* [What is expected] Please write out exactly the lines of the data below from the line holding "let handle = Handle::try_current()" through the line holding "pub fn is_shut_down(&self)", and leave out the rest.
□ □ □
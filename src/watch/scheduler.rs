//! Supervisor-owned task scheduler for watch timers and action workers.

use std::future::Future;

use tokio::runtime::Handle;
use tokio::task::JoinHandle;
use tokio_util::sync::CancellationToken;
use tokio_util::task::TaskTracker;
use tracing::debug;

use crate::{AppError, Result};

/// Explicit scheduler handed to every [`super::Debouncer`].
///
/// Timers and workers are spawned on a fixed runtime handle, so they can be
/// scheduled from `notify`'s own callback threads. [`shutdown`](Self::shutdown)
/// cancels everything that was spawned and waits for it to finish.
#[derive(Clone)]
pub struct WatchScheduler {
    handle: Handle,
    cancel: CancellationToken,
    tracker: TaskTracker,
}

impl WatchScheduler {
    /// Create a scheduler that spawns onto `handle`.
    #[must_use]
    pub fn new(handle: Handle) -> Self {
        Self {
            handle,
            cancel: CancellationToken::new(),
            tracker: TaskTracker::new(),
        }
    }

    /// Create a scheduler bound to the runtime of the calling task.
    ///
    /// # Errors
    ///
    /// Returns `AppError::Watch` when called outside a tokio runtime.
    pub fn current() -> Result<Self> {
        let handle = Handle::try_current()
            .map_err(|err| AppError::Watch(format!("no tokio runtime for watch scheduler: {err}")))?;
        Ok(Self::new(handle))
    }

    /// Token cancelled when the scheduler shuts down.
    #[must_use]
    pub fn token(&self) -> CancellationToken {
        self.cancel.clone()
    }

    /// Whether [`shutdown`](Self::shutdown) has been requested.
    #[must_use]
    pub fn is_shut_down(&self) -> bool {
        self.cancel.is_cancelled()
    }

    /// Spawn a tracked task on the scheduler's runtime.
    pub fn spawn<F>(&self, task: F) -> JoinHandle<F::Output>
    where
        F: Future + Send + 'static,
        F::Output: Send + 'static,
    {
        self.tracker.spawn_on(task, &self.handle)
    }

    /// Cancel all timers and workers and wait for them to exit.
    pub async fn shutdown(&self) {
        self.cancel.cancel();
        self.tracker.close();
        self.tracker.wait().await;
        debug!("watch scheduler shut down");
    }
}
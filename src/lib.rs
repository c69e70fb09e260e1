#![forbid(unsafe_code)]

pub mod config;
pub mod errors;
pub mod monitor;
pub mod server;
pub mod supervisor;
pub mod theme;
pub mod watch;

pub use config::SessionConfig;
pub use errors::{AppError, Result};
pub use supervisor::{run_session, ProcessSupervisor};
□ □ □
* [Solved problem]
        let handle = Handle::try_current()
            .map_err(|err| AppError::Watch(format!("no tokio runtime for watch scheduler: {err}")))?;
        Ok(Self::new(handle))
    }

    /// Token cancelled when the scheduler shuts down.
    #[must_use]
    pub fn token(&self) -> CancellationToken {
        self.cancel.clone()
    }

    /// Whether [`shutdown`](Self::shutdown) has been requested.
    #[must_use]
    pub fn is_shut_down(&self) -> bool {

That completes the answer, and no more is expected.